Task directions:
Which lines have the string "should"? Copy all of them from the entries below.

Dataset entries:
=-=-=

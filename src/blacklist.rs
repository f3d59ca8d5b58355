//! Blacklist management module
//!
//! Holds the built-in list of well-known weak passwords and any extra
//! entries loaded from a file at startup.

use std::collections::HashSet;
use std::path::{Path, PathBuf};
use std::sync::{PoisonError, RwLock};
use thiserror::Error;

/// Environment variable naming an extra blacklist file.
pub const BLACKLIST_PATH_VAR: &str = "PWD_BLACKLIST_PATH";

const BUILTIN_PASSWORDS: [&str; 20] = [
    "password", "123456", "qwerty", "admin", "welcome",
    "password123", "abc123", "letmein", "monkey", "1234567890",
    "trustno1", "dragon", "baseball", "football", "superman",
    "iloveyou", "starwars", "master", "login", "princess",
];

static EXTRA_PASSWORDS: RwLock<Option<HashSet<String>>> = RwLock::new(None);

#[derive(Error, Debug)]
pub enum BlacklistError {
    #[error("Blacklist file not found: {0}")]
    FileNotFound(PathBuf),
    #[error("Failed to read blacklist file: {0}")]
    ReadError(#[from] std::io::Error),
    #[error("Blacklist file is empty")]
    EmptyFile,
}

/// Returns the extra blacklist file path from `PWD_BLACKLIST_PATH`, if set.
pub fn get_blacklist_path() -> Option<PathBuf> {
    std::env::var_os(BLACKLIST_PATH_VAR).map(PathBuf::from)
}

/// Extends the blacklist from the file named by `PWD_BLACKLIST_PATH`.
///
/// Without the variable this is a no-op and the built-in list stays in use.
/// Returns the number of blacklisted passwords afterwards.
///
/// # Errors
///
/// Same as [`init_blacklist_from_path`].
pub fn init_blacklist() -> Result<usize, BlacklistError> {
    match get_blacklist_path() {
        Some(path) => init_blacklist_from_path(path),
        None => Ok(blacklist_len()),
    }
}

/// Extends the blacklist with one password per line from `path`.
///
/// Lines are trimmed and lowercased, blank lines skipped. Only the first
/// successful load takes effect; later calls return the current size.
///
/// # Errors
///
/// Returns error if:
/// - File does not exist
/// - File cannot be read
/// - File is empty
pub fn init_blacklist_from_path<P: AsRef<Path>>(path: P) -> Result<usize, BlacklistError> {
    if EXTRA_PASSWORDS
        .read()
        .unwrap_or_else(PoisonError::into_inner)
        .is_some()
    {
        return Ok(blacklist_len());
    }

    let path = path.as_ref();

    if !path.exists() {
        #[cfg(feature = "tracing")]
        tracing::error!("Blacklist initialization FAILED: FileNotFound {:?}", path);
        return Err(BlacklistError::FileNotFound(path.to_path_buf()));
    }

    let content = std::fs::read_to_string(path)?;

    if content.trim().is_empty() {
        #[cfg(feature = "tracing")]
        tracing::error!("Blacklist initialization FAILED: Empty file {:?}", path);
        return Err(BlacklistError::EmptyFile);
    }

    let set: HashSet<String> = content
        .lines()
        .map(|l| l.trim().to_lowercase())
        .filter(|l| !l.is_empty() && !BUILTIN_PASSWORDS.contains(&l.as_str()))
        .collect();

    {
        let mut guard = EXTRA_PASSWORDS
            .write()
            .unwrap_or_else(PoisonError::into_inner);
        // Another caller may have won the race since the read check.
        if guard.is_none() {
            *guard = Some(set);
        }
    }

    let count = blacklist_len();

    #[cfg(feature = "tracing")]
    tracing::info!("Blacklist initialized: {} passwords from {:?}", count, path);

    Ok(count)
}

/// Returns every blacklisted password, lowercased.
pub fn get_blacklist() -> HashSet<String> {
    let mut set: HashSet<String> = BUILTIN_PASSWORDS.iter().map(|p| p.to_string()).collect();
    let guard = EXTRA_PASSWORDS.read().unwrap_or_else(PoisonError::into_inner);
    if let Some(extra) = guard.as_ref() {
        set.extend(extra.iter().cloned());
    }
    set
}

/// Checks if a password is in the blacklist (case-insensitive).
pub fn is_blacklisted(password: &str) -> bool {
    let lowered = password.to_lowercase();
    if BUILTIN_PASSWORDS.contains(&lowered.as_str()) {
        return true;
    }
    EXTRA_PASSWORDS
        .read()
        .unwrap_or_else(PoisonError::into_inner)
        .as_ref()
        .is_some_and(|extra| extra.contains(&lowered))
}

fn blacklist_len() -> usize {
    let extra = EXTRA_PASSWORDS
        .read()
        .unwrap_or_else(PoisonError::into_inner)
        .as_ref()
        .map_or(0, HashSet::len);
    BUILTIN_PASSWORDS.len() + extra
}

/// Drops any loaded entries, leaving only the built-in list.
#[cfg(test)]
pub fn reset_blacklist_for_testing() {
    let mut guard = EXTRA_PASSWORDS
        .write()
        .unwrap_or_else(PoisonError::into_inner);
    *guard = None;
}

#[cfg(test)]
mod tests {
    use super::*;
    use serial_test::serial;
    use std::io::Write;
    use tempfile::NamedTempFile;

    /// Helper to safely set env var in tests
    fn set_env(key: &str, value: &str) {
        // SAFETY: serial tests, no concurrent env access
        unsafe { std::env::set_var(key, value); }
    }

    /// Helper to safely remove env var in tests
    fn remove_env(key: &str) {
        // SAFETY: serial tests, no concurrent env access
        unsafe { std::env::remove_var(key); }
    }

    fn setup_with_tempfile(passwords: &[&str]) -> NamedTempFile {
        let mut temp_file = NamedTempFile::new().expect("Failed to create temp file");
        for pwd in passwords {
            writeln!(temp_file, "{}", pwd).expect("Failed to write");
        }
        temp_file
    }

    #[test]
    #[serial]
    fn test_get_blacklist_path_unset() {
        remove_env(BLACKLIST_PATH_VAR);
        assert_eq!(get_blacklist_path(), None);
    }

    #[test]
    #[serial]
    fn test_get_blacklist_path_from_env() {
        let custom_path = "/custom/path/blacklist.txt";
        set_env(BLACKLIST_PATH_VAR, custom_path);

        assert_eq!(get_blacklist_path(), Some(PathBuf::from(custom_path)));

        remove_env(BLACKLIST_PATH_VAR);
    }

    #[test]
    #[serial]
    fn test_init_blacklist_without_env_keeps_builtin() {
        reset_blacklist_for_testing();
        remove_env(BLACKLIST_PATH_VAR);

        let count = init_blacklist().expect("no-op init should succeed");
        assert_eq!(count, 20);
        assert_eq!(get_blacklist().len(), 20);
    }

    #[test]
    #[serial]
    fn test_builtin_entries_any_case() {
        reset_blacklist_for_testing();
        for pwd in BUILTIN_PASSWORDS {
            assert!(is_blacklisted(pwd));
            assert!(is_blacklisted(&pwd.to_uppercase()));
        }
        assert!(is_blacklisted("PassWord"));
        assert!(is_blacklisted("LetMeIn"));
    }

    #[test]
    #[serial]
    fn test_not_blacklisted() {
        reset_blacklist_for_testing();
        assert!(!is_blacklisted("veryuncommonpassword987"));
        assert!(!is_blacklisted("password1"));
        assert!(!is_blacklisted(" password"));
        assert!(!is_blacklisted(""));
    }

    #[test]
    #[serial]
    fn test_init_blacklist_file_not_found() {
        reset_blacklist_for_testing();
        set_env(BLACKLIST_PATH_VAR, "/nonexistent/path/blacklist.txt");

        let result = init_blacklist();
        match result {
            Err(BlacklistError::FileNotFound(_)) => {}
            _ => panic!("Expected FileNotFound error"),
        }

        remove_env(BLACKLIST_PATH_VAR);
    }

    #[test]
    #[serial]
    fn test_init_blacklist_empty_file() {
        reset_blacklist_for_testing();
        let temp_file = setup_with_tempfile(&["", "   "]);

        let result = init_blacklist_from_path(temp_file.path());
        assert!(matches!(result, Err(BlacklistError::EmptyFile)));
        assert_eq!(get_blacklist().len(), 20);
    }

    #[test]
    #[serial]
    fn test_init_blacklist_extends_builtin() {
        reset_blacklist_for_testing();
        let temp_file = setup_with_tempfile(&["Hunter2", "  correcthorse  ", "qwerty", ""]);

        let path = temp_file.path().to_str().unwrap();
        set_env(BLACKLIST_PATH_VAR, path);

        let count = init_blacklist().expect("init should succeed");
        assert_eq!(count, 22);

        assert!(is_blacklisted("hunter2"));
        assert!(is_blacklisted("HUNTER2"));
        assert!(is_blacklisted("correcthorse"));
        assert!(is_blacklisted("password"));

        remove_env(BLACKLIST_PATH_VAR);
        reset_blacklist_for_testing();
    }

    #[test]
    #[serial]
    fn test_init_blacklist_is_idempotent() {
        reset_blacklist_for_testing();
        let first = setup_with_tempfile(&["firstlist"]);
        let second = setup_with_tempfile(&["secondlist", "another"]);

        assert_eq!(init_blacklist_from_path(first.path()).unwrap(), 21);
        assert_eq!(init_blacklist_from_path(second.path()).unwrap(), 21);
        assert!(is_blacklisted("firstlist"));
        assert!(!is_blacklisted("secondlist"));

        reset_blacklist_for_testing();
    }
}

=-=-=

Solution to the exercise:
        let count = init_blacklist().expect("no-op init should succeed");
        let count = init_blacklist().expect("init should succeed");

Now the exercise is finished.